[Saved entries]
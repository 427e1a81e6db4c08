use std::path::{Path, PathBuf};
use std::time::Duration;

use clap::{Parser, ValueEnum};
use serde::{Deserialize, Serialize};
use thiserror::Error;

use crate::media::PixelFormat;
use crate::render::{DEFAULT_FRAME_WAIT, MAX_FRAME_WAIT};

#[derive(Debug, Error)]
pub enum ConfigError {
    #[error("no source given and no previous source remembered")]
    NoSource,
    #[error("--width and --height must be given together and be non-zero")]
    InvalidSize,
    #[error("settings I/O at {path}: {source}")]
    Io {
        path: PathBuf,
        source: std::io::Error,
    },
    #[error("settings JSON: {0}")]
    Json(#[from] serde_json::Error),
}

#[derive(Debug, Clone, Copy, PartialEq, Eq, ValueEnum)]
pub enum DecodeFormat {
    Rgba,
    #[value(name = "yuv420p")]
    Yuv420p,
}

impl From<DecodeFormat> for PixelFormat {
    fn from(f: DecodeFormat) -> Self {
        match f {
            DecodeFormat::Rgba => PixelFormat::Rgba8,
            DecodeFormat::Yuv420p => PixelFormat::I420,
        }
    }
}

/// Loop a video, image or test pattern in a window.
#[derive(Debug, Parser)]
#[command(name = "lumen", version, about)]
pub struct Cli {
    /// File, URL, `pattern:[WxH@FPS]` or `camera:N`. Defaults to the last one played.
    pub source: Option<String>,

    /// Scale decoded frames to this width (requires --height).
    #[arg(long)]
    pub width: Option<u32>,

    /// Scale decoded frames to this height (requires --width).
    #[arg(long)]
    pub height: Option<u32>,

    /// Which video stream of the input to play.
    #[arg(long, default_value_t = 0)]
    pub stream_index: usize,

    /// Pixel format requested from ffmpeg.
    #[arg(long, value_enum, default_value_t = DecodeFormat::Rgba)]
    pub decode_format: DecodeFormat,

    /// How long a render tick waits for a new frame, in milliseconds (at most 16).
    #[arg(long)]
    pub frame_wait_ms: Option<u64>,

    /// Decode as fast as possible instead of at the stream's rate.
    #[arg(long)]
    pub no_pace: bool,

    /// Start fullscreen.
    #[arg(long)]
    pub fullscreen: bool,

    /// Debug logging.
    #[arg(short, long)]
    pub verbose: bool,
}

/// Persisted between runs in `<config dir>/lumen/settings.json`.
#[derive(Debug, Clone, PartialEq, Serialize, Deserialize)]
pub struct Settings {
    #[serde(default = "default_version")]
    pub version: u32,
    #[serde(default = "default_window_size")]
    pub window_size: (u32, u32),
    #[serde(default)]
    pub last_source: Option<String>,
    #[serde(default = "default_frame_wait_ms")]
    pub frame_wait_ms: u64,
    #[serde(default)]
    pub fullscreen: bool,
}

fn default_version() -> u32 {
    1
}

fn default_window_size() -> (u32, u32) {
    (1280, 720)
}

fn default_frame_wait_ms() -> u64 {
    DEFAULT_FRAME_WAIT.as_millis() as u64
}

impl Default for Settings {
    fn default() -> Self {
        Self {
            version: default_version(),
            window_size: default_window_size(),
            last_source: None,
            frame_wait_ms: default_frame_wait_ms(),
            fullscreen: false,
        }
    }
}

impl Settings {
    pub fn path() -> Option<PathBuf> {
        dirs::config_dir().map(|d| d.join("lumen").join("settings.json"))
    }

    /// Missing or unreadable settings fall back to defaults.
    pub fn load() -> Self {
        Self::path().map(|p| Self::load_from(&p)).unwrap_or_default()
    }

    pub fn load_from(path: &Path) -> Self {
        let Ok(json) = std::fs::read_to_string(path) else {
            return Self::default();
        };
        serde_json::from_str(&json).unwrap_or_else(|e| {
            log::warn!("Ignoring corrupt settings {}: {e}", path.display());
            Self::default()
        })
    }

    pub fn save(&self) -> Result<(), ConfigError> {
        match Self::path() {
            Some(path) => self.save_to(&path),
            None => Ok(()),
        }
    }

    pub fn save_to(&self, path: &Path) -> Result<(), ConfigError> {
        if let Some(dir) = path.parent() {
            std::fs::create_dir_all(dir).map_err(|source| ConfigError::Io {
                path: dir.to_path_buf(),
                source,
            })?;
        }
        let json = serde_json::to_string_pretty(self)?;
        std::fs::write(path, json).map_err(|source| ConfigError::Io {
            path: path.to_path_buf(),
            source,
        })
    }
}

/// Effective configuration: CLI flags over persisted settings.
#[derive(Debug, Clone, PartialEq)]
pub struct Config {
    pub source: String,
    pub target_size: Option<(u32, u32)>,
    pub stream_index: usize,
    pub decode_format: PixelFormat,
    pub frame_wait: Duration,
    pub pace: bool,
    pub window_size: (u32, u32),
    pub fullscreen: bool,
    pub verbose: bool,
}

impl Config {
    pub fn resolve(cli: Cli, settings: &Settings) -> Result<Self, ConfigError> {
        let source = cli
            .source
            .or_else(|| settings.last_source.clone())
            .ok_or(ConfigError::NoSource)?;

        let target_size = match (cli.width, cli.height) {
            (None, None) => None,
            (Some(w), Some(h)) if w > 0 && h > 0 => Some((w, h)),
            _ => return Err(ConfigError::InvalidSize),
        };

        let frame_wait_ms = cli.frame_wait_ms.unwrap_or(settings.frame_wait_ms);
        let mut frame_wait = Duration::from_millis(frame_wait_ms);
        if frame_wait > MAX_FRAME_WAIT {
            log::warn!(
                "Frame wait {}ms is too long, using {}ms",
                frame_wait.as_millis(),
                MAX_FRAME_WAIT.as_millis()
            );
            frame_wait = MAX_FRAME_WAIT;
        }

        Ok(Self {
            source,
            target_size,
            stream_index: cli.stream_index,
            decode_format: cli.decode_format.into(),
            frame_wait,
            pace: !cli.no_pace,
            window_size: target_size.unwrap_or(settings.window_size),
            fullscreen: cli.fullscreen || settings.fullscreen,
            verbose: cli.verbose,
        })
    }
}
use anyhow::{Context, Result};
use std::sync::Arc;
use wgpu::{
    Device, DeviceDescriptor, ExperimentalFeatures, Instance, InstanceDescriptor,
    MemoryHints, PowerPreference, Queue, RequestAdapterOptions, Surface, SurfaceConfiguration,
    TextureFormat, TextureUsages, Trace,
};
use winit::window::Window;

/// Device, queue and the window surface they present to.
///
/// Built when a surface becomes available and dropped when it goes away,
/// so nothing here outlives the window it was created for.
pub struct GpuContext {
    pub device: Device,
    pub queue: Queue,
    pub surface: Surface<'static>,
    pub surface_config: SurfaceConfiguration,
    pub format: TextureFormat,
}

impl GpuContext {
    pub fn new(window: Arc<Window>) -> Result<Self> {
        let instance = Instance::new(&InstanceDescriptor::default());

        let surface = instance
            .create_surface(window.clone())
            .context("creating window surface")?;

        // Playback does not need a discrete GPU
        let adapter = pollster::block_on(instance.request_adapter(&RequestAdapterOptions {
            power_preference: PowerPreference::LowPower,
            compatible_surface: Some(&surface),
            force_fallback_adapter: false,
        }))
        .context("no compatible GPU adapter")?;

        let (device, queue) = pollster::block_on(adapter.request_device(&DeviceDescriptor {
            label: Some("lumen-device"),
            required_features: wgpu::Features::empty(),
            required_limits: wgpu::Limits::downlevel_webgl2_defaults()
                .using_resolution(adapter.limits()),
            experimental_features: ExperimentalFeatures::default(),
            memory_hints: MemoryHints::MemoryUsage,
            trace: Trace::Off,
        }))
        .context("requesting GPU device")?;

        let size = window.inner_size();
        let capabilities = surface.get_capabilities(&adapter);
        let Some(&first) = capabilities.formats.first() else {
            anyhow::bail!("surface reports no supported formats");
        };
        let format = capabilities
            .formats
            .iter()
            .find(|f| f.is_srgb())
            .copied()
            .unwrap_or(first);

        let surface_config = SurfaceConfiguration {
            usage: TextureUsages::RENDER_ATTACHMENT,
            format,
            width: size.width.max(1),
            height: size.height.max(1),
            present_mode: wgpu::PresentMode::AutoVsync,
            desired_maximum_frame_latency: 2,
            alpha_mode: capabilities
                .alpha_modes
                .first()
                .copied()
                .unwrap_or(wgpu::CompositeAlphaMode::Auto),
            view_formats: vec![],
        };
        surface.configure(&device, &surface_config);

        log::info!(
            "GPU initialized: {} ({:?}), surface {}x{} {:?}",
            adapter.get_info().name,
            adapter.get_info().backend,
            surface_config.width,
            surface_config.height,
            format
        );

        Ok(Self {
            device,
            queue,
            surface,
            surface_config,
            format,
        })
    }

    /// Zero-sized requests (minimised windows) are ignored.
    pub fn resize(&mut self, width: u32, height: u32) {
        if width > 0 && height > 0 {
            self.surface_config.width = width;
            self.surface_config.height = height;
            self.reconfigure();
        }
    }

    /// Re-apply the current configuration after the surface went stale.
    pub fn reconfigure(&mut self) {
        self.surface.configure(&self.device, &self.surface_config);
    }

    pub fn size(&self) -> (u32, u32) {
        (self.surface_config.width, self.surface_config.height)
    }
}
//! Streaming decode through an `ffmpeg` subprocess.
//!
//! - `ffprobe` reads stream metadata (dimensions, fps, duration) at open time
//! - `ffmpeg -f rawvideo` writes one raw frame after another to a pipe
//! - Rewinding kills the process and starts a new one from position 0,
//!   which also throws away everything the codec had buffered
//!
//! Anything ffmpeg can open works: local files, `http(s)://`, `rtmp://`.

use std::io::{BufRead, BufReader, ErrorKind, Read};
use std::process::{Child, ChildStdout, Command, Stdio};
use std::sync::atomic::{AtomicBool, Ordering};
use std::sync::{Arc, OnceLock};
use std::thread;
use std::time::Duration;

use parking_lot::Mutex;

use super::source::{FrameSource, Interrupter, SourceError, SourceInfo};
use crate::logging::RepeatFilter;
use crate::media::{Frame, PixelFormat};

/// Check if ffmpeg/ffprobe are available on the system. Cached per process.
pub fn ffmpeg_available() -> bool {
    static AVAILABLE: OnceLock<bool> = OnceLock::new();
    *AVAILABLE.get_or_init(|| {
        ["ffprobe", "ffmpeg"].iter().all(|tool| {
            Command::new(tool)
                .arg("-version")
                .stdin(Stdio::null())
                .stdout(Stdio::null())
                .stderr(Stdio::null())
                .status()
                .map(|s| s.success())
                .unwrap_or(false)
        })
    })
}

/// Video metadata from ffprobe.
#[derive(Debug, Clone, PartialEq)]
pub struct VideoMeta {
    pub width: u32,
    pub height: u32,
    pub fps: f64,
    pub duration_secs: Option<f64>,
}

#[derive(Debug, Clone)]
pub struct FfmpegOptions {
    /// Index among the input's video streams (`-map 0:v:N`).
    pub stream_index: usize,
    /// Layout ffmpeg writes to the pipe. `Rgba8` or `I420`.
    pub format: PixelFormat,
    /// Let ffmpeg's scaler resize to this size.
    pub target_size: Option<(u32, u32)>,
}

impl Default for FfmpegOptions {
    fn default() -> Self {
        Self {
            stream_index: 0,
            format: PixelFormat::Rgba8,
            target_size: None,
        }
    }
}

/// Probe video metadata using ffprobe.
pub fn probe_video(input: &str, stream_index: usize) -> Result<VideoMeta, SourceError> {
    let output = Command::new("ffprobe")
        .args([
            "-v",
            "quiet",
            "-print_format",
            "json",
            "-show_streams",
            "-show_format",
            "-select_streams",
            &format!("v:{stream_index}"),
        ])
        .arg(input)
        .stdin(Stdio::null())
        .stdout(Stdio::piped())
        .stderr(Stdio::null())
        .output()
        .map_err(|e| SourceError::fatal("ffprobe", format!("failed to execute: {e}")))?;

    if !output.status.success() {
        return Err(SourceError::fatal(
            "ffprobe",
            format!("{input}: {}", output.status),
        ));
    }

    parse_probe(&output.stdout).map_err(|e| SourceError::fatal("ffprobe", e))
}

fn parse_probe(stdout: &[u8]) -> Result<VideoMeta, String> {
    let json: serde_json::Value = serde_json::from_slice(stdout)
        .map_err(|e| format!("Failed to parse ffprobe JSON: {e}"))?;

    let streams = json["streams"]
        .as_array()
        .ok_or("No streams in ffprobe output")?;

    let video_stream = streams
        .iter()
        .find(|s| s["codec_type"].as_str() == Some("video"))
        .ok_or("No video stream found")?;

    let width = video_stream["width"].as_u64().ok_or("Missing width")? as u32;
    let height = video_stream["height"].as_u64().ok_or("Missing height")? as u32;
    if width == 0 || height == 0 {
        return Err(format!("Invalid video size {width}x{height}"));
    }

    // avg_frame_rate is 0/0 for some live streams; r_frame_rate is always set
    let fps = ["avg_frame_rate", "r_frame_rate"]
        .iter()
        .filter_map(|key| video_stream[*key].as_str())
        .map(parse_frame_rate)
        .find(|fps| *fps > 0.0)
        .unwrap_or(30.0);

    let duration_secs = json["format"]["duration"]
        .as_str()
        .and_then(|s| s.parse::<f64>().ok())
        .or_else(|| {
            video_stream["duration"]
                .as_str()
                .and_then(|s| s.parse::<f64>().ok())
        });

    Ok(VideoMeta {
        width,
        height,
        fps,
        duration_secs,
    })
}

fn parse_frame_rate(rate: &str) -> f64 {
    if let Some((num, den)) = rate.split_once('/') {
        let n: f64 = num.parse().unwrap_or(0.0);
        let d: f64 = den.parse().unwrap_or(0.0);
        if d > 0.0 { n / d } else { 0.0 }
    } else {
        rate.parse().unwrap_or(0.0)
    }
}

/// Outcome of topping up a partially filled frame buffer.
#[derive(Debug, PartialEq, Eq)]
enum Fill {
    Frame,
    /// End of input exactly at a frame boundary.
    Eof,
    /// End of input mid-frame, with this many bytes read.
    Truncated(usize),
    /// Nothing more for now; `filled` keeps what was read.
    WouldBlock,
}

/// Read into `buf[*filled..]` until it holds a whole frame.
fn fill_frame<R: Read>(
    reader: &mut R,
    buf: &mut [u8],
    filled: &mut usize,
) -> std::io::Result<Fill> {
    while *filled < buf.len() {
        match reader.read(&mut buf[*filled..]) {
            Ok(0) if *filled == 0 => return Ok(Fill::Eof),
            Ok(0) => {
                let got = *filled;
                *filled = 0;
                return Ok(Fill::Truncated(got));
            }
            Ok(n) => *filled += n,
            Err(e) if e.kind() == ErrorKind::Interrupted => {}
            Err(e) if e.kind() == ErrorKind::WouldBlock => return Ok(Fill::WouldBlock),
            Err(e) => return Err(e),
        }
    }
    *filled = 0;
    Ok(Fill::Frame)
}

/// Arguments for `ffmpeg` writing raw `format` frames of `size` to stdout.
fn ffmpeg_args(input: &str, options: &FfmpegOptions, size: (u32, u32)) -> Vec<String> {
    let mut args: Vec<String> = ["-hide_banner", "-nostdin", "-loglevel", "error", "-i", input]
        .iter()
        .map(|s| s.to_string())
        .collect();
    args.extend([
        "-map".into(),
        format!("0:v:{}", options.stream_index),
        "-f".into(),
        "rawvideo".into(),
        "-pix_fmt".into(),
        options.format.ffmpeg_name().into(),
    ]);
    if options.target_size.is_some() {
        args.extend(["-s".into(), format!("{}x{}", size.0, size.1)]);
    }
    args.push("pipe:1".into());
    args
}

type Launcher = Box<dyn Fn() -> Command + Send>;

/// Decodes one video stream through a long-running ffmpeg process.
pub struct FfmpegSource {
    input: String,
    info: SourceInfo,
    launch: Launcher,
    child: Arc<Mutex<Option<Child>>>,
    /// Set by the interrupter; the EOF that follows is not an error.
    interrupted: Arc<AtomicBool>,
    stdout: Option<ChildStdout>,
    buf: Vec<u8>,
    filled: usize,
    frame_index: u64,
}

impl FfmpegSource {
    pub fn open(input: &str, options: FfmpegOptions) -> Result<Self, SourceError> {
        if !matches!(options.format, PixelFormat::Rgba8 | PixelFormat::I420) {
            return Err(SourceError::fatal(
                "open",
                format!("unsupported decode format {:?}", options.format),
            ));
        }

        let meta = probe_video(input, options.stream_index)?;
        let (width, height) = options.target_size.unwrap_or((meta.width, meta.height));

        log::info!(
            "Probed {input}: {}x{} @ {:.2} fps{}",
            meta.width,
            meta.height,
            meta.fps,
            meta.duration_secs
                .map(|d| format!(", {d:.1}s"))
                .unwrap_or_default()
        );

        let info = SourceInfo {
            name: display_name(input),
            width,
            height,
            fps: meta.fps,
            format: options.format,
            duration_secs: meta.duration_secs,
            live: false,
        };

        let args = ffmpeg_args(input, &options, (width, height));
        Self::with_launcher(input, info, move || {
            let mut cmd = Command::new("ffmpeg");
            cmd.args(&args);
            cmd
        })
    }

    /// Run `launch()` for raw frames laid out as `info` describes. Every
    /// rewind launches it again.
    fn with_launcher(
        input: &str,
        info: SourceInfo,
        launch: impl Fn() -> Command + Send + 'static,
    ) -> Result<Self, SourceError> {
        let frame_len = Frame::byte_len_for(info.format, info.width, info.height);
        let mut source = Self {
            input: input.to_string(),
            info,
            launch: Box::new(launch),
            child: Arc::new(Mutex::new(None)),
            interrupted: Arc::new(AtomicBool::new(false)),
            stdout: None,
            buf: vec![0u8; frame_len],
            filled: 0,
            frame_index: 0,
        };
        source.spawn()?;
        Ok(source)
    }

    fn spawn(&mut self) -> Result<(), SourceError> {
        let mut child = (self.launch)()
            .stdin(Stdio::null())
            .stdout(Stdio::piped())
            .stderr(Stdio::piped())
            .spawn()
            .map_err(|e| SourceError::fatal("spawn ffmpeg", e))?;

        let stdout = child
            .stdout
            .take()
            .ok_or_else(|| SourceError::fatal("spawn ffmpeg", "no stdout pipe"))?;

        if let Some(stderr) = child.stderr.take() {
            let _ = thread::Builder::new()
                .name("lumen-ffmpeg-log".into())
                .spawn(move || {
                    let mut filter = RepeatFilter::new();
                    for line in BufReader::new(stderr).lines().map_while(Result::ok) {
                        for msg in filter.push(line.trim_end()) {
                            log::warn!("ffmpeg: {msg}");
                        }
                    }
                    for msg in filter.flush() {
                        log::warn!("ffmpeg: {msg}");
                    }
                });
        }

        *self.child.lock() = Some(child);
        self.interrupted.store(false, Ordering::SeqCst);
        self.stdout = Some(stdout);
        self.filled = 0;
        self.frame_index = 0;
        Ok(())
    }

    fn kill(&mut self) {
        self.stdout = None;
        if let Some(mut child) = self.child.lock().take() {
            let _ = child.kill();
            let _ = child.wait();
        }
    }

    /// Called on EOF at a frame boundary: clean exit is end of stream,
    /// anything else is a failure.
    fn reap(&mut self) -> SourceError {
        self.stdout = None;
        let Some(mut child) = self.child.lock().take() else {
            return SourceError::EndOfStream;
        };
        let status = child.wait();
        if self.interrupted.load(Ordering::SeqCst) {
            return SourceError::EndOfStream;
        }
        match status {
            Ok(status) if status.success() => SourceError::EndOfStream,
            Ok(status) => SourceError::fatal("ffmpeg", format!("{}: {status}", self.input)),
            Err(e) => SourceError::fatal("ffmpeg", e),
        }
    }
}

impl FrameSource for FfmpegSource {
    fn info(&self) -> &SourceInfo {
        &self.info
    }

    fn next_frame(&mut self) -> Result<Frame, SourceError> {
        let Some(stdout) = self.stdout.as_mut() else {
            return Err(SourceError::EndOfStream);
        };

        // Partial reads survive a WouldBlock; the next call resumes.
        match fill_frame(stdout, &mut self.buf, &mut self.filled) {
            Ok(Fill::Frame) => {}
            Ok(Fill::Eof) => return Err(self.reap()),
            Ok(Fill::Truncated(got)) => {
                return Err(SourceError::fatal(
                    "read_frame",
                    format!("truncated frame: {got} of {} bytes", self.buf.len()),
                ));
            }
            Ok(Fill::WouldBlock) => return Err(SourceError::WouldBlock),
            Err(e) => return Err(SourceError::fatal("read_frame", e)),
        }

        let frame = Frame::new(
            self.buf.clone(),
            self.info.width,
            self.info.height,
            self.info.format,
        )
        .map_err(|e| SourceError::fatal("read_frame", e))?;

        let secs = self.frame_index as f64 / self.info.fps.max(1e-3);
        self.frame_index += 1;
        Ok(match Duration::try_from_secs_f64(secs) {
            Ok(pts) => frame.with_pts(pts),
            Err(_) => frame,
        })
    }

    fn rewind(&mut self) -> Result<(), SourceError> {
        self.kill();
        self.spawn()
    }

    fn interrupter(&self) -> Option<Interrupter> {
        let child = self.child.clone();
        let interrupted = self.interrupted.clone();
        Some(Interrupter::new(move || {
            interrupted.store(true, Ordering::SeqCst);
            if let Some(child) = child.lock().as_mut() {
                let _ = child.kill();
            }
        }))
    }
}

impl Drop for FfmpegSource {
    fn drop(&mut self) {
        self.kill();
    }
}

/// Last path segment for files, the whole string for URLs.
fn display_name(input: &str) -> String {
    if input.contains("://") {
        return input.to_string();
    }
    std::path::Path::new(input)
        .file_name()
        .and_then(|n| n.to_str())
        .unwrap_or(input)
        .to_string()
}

**TRY IT**:
Return the span of lines in the data above that opens at the line with "static AVAILABLE: OnceLock<bool>" and closes at the line with "Index among the", exactly, ends included, nothing else.

**TASK RESPONSE**:
    static AVAILABLE: OnceLock<bool> = OnceLock::new();
    *AVAILABLE.get_or_init(|| {
        ["ffprobe", "ffmpeg"].iter().all(|tool| {
            Command::new(tool)
                .arg("-version")
                .stdin(Stdio::null())
                .stdout(Stdio::null())
                .stderr(Stdio::null())
                .status()
                .map(|s| s.success())
                .unwrap_or(false)
        })
    })
}

/// Video metadata from ffprobe.
#[derive(Debug, Clone, PartialEq)]
pub struct VideoMeta {
    pub width: u32,
    pub height: u32,
    pub fps: f64,
    pub duration_secs: Option<f64>,
}

#[derive(Debug, Clone)]
pub struct FfmpegOptions {
    /// Index among the input's video streams (`-map 0:v:N`).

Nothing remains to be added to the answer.